Explain like I'm 5: 'overcounting' when selecting groups. (1 Viewer)

[emilios]

This has kind of become reflexive for me at this point but I don't quite get why I'm doing it. Say I have 11 people and I want to make 2 soccer teams consisting of 5 people with the remaining person designated as a referee. The total number of ways of doing this is:

11C5*6C5 / 2

Why do I divide by two? The textbook says its because the teams are arbitrary, but even that doesn't make sense to me. Am I dividing by 2 or by 2! ??

 

[Fade1233]

This has kind of become reflexive for me at this point but I don't quite get why I'm doing it. Say I have 11 people and I want to make 2 soccer teams consisting of 5 people with the remaining person designated as a referee. The total number of ways of doing this is:

11C5*6C5 / 2

Why do I divide by two?
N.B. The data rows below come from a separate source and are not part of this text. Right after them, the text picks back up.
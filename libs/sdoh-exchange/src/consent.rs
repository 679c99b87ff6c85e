//! FHIR R4 Consent model
//!
//! Core fields are typed; complex datatypes stay as JSON and anything else
//! lands in `extensions` so a read-modify-write cycle loses nothing.

use crate::resource::{FhirResource, Meta, ResourceType};
use serde::{de, Deserialize, Deserializer, Serialize};
use serde_json::{Map, Value};

#[derive(Debug, Clone, PartialEq, Serialize, Deserialize)]
#[serde(rename_all = "camelCase")]
pub struct Consent {
    /// Resource type - always "Consent"
    #[serde(
        default = "default_resource_type",
        deserialize_with = "deserialize_resource_type"
    )]
    pub resource_type: String,

    #[serde(skip_serializing_if = "Option::is_none")]
    pub id: Option<String>,

    #[serde(skip_serializing_if = "Option::is_none")]
    pub meta: Option<Meta>,

    pub status: ConsentStatus,

    /// Which of the four areas this resource covers (CodeableConcept)
    #[serde(skip_serializing_if = "Option::is_none")]
    pub scope: Option<Value>,

    #[serde(default, skip_serializing_if = "Vec::is_empty")]
    pub category: Vec<Value>,

    /// Who the consent applies to (Reference(Patient))
    #[serde(skip_serializing_if = "Option::is_none")]
    pub patient: Option<Value>,

    /// When this Consent was created or indexed
    #[serde(skip_serializing_if = "Option::is_none")]
    pub date_time: Option<String>,

    #[serde(default, skip_serializing_if = "Vec::is_empty")]
    pub policy: Vec<Value>,

    #[serde(skip_serializing_if = "Option::is_none")]
    pub policy_rule: Option<Value>,

    #[serde(skip_serializing_if = "Option::is_none")]
    pub provision: Option<Value>,

    #[serde(flatten)]
    pub extensions: Map<String, Value>,
}

fn default_resource_type() -> String {
    ResourceType::Consent.as_str().to_string()
}

fn deserialize_resource_type<'de, D>(deserializer: D) -> Result<String, D::Error>
where
    D: Deserializer<'de>,
{
    let value = String::deserialize(deserializer)?;
    if value != ResourceType::Consent.as_str() {
        return Err(de::Error::custom(format!(
            "expected resourceType \"Consent\", found {:?}",
            value
        )));
    }
    Ok(value)
}

/// Consent.status (required binding)
#[derive(Debug, Clone, Copy, PartialEq, Eq, Serialize, Deserialize)]
#[serde(rename_all = "kebab-case")]
pub enum ConsentStatus {
    Draft,
    Proposed,
    Active,
    Rejected,
    Inactive,
    EnteredInError,
}

impl Consent {
    pub fn new(status: ConsentStatus) -> Self {
        Self {
            resource_type: default_resource_type(),
            id: None,
            meta: None,
            status,
            scope: None,
            category: Vec::new(),
            patient: None,
            date_time: None,
            policy: Vec::new(),
            policy_rule: None,
            provision: None,
            extensions: Map::new(),
        }
    }

    /// Patient reference string (`Patient/123`), if present.
    pub fn patient_reference(&self) -> Option<&str> {
        self.patient
            .as_ref()
            .and_then(|p| p.get("reference"))
            .and_then(Value::as_str)
    }
}

impl FhirResource for Consent {
    const RESOURCE_TYPE: ResourceType = ResourceType::Consent;

    fn id(&self) -> Option<&str> {
        self.id.as_deref()
    }

    fn meta(&self) -> Option<&Meta> {
        self.meta.as_ref()
    }

    fn meta_mut(&mut self) -> &mut Option<Meta> {
        &mut self.meta
    }
}

#[cfg(test)]
mod tests {
    use super::*;
    use crate::profiles;
    use serde_json::json;

    fn sample() -> Value {
        json!({
            "resourceType": "Consent",
            "id": "consent-1",
            "meta": {"profile": [profiles::CONSENT]},
            "status": "active",
            "scope": {"coding": [{"system": "http://terminology.hl7.org/CodeSystem/consentscope", "code": "patient-privacy"}]},
            "category": [{"coding": [{"system": "http://loinc.org", "code": "59284-0"}]}],
            "patient": {"reference": "Patient/smith"},
            "dateTime": "2024-03-01T10:00:00Z",
            "provision": {"type": "permit"},
            "sourceAttachment": {"contentType": "application/pdf", "title": "Signed consent"}
        })
    }

    #[test]
    fn parses_sdoh_consent() {
        let consent: Consent = serde_json::from_value(sample()).unwrap();

        assert_eq!(consent.id(), Some("consent-1"));
        assert_eq!(consent.status, ConsentStatus::Active);
        assert_eq!(consent.patient_reference(), Some("Patient/smith"));
        assert!(consent.has_profile(profiles::CONSENT));
        assert!(consent.extensions.contains_key("sourceAttachment"));
    }

    #[test]
    fn unknown_fields_survive_serialization() {
        let consent: Consent = serde_json::from_value(sample()).unwrap();
        let back = serde_json::to_value(&consent).unwrap();

        assert_eq!(back["sourceAttachment"]["title"], "Signed consent");
        assert_eq!(back["dateTime"], "2024-03-01T10:00:00Z");
        assert_eq!(back["resourceType"], "Consent");
    }

    #[test]
    fn other_resource_types_are_rejected() {
        let err = serde_json::from_value::<Consent>(
            json!({"resourceType": "Patient", "status": "active"}),
        )
        .unwrap_err();
        assert!(err.to_string().contains("Patient"), "{err}");

        let consent: Consent = serde_json::from_value(json!({"status": "active"})).unwrap();
        assert_eq!(consent.resource_type, "Consent");
    }

    #[test]
    fn unknown_fields_keep_document_order() {
        let consent: Consent = serde_json::from_value(json!({
            "resourceType": "Consent",
            "status": "active",
            "zeta": 1,
            "sourceReference": {"reference": "DocumentReference/1"},
            "alpha": 2
        }))
        .unwrap();

        let keys: Vec<&str> = consent.extensions.keys().map(String::as_str).collect();
        assert_eq!(keys, vec!["zeta", "sourceReference", "alpha"]);
    }

    #[test]
    fn status_uses_fhir_codes() {
        assert_eq!(
            serde_json::to_value(ConsentStatus::EnteredInError).unwrap(),
            json!("entered-in-error")
        );
        let err = serde_json::from_value::<Consent>(json!({"resourceType": "Consent", "status": "unknown"}));
        assert!(err.is_err());
    }

    #[test]
    fn new_consent_gets_profile_on_demand() {
        let mut consent = Consent::new(ConsentStatus::Draft);
        assert!(!consent.has_profile(profiles::CONSENT));

        assert!(consent.ensure_profile(profiles::CONSENT));
        assert!(!consent.ensure_profile(profiles::CONSENT));

        let value = serde_json::to_value(&consent).unwrap();
        assert_eq!(value["meta"]["profile"], json!([profiles::CONSENT]));
        assert!(value.get("id").is_none());
        assert!(value.get("category").is_none());
    }
}
// Copyright Materialize, Inc. and contributors. All rights reserved.
//
// Use of this software is governed by the Business Source License
// included in the LICENSE file.
//
// As of the Change Date specified in that file, in accordance with
// the Business Source License, use of this software will be governed
// by the Apache License, Version 2.0.

use crate::{ArrayData, DecimalData, InternalClass, RowData, TimestampData};

/// A single value in the internal row format.
///
/// Several logical types share a representation: `DATE` is an [`Datum::Int`]
/// counting days since 1970-01-01, `TIME` is an [`Datum::Int`] counting
/// milliseconds since midnight, `INTERVAL YEAR TO MONTH` is an
/// [`Datum::Int`] counting months, and `INTERVAL DAY TO SECOND` is a
/// [`Datum::BigInt`] counting milliseconds.
#[derive(Clone, Debug, PartialEq)]
pub enum Datum {
    /// An unknown value.
    Null,
    Boolean(bool),
    TinyInt(i8),
    SmallInt(i16),
    Int(i32),
    BigInt(i64),
    Float(f32),
    Double(f64),
    Decimal(DecimalData),
    String(String),
    Binary(Vec<u8>),
    Timestamp(TimestampData),
    Array(ArrayData),
    Row(RowData),
}

impl Datum {
    /// Reports whether this datum is null.
    pub fn is_null(&self) -> bool {
        matches!(self, Datum::Null)
    }

    /// Returns the class of this datum, or `None` for [`Datum::Null`], which
    /// belongs to every class.
    pub fn class(&self) -> Option<InternalClass> {
        let class = match self {
            Datum::Null => return None,
            Datum::Boolean(_) => InternalClass::Boolean,
            Datum::TinyInt(_) => InternalClass::Byte,
            Datum::SmallInt(_) => InternalClass::Short,
            Datum::Int(_) => InternalClass::Int,
            Datum::BigInt(_) => InternalClass::Long,
            Datum::Float(_) => InternalClass::Float,
            Datum::Double(_) => InternalClass::Double,
            Datum::Decimal(_) => InternalClass::Decimal,
            Datum::String(_) => InternalClass::String,
            Datum::Binary(_) => InternalClass::Binary,
            Datum::Timestamp(_) => InternalClass::Timestamp,
            Datum::Array(_) => InternalClass::Array,
            Datum::Row(_) => InternalClass::Row,
        };
        Some(class)
    }

    /// A short name for the kind of this datum, for error messages.
    pub fn kind_name(&self) -> &'static str {
        match self {
            Datum::Null => "null",
            Datum::Boolean(_) => "boolean",
            Datum::TinyInt(_) => "tinyint",
            Datum::SmallInt(_) => "smallint",
            Datum::Int(_) => "int",
            Datum::BigInt(_) => "bigint",
            Datum::Float(_) => "float",
            Datum::Double(_) => "double",
            Datum::Decimal(_) => "decimal",
            Datum::String(_) => "string",
            Datum::Binary(_) => "binary",
            Datum::Timestamp(_) => "timestamp",
            Datum::Array(_) => "array",
            Datum::Row(_) => "row",
        }
    }
}

impl From<bool> for Datum {
    fn from(b: bool) -> Datum {
        Datum::Boolean(b)
    }
}

impl From<i8> for Datum {
    fn from(i: i8) -> Datum {
        Datum::TinyInt(i)
    }
}

impl From<i16> for Datum {
    fn from(i: i16) -> Datum {
        Datum::SmallInt(i)
    }
}

impl From<i32> for Datum {
    fn from(i: i32) -> Datum {
        Datum::Int(i)
    }
}

impl From<i64> for Datum {
    fn from(i: i64) -> Datum {
        Datum::BigInt(i)
    }
}

impl From<f32> for Datum {
    fn from(f: f32) -> Datum {
        Datum::Float(f)
    }
}

impl From<f64> for Datum {
    fn from(f: f64) -> Datum {
        Datum::Double(f)
    }
}

impl From<&str> for Datum {
    fn from(s: &str) -> Datum {
        Datum::String(s.to_owned())
    }
}

impl From<String> for Datum {
    fn from(s: String) -> Datum {
        Datum::String(s)
    }
}

impl From<DecimalData> for Datum {
    fn from(d: DecimalData) -> Datum {
        Datum::Decimal(d)
    }
}

impl From<TimestampData> for Datum {
    fn from(ts: TimestampData) -> Datum {
        Datum::Timestamp(ts)
    }
}

impl From<ArrayData> for Datum {
    fn from(array: ArrayData) -> Datum {
        Datum::Array(array)
    }
}

impl<T> From<Option<T>> for Datum
where
    Datum: From<T>,
{
    fn from(o: Option<T>) -> Datum {
        match o {
            Some(d) => d.into(),
            None => Datum::Null,
        }
    }
}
The textbook says its because the teams are arbitrary, but even that doesn't make sense to me. Am I dividing by 2 or by 2! ??

Yep thats right. If it was three teams then you would divide by 3!.

 

[emilios]

What about in this scenario;

Show that the no of ways 3n students can be divided into 3 groups consisting of n, n-1, n+1 students is (3n)!/[n!(n-1)! (n+1)!]

By the previous method, I did this

3nCn * 2nC(n-1) * (n+1)C(n+1) / (3!)

Which leads to an incorrect answer, in that I shouldn't have divided by 3!. Why is that?

 

[RealiseNothing]

You choose 5 people for team 1 then another 5 for team 2. However it is possible the 5 you choose for team 1 could be chosen as the 5 you have for team 2. You must divide by 2 to prevent yourself double counting this case.

 

[emilios]

Oh ok, thanks Realise, repped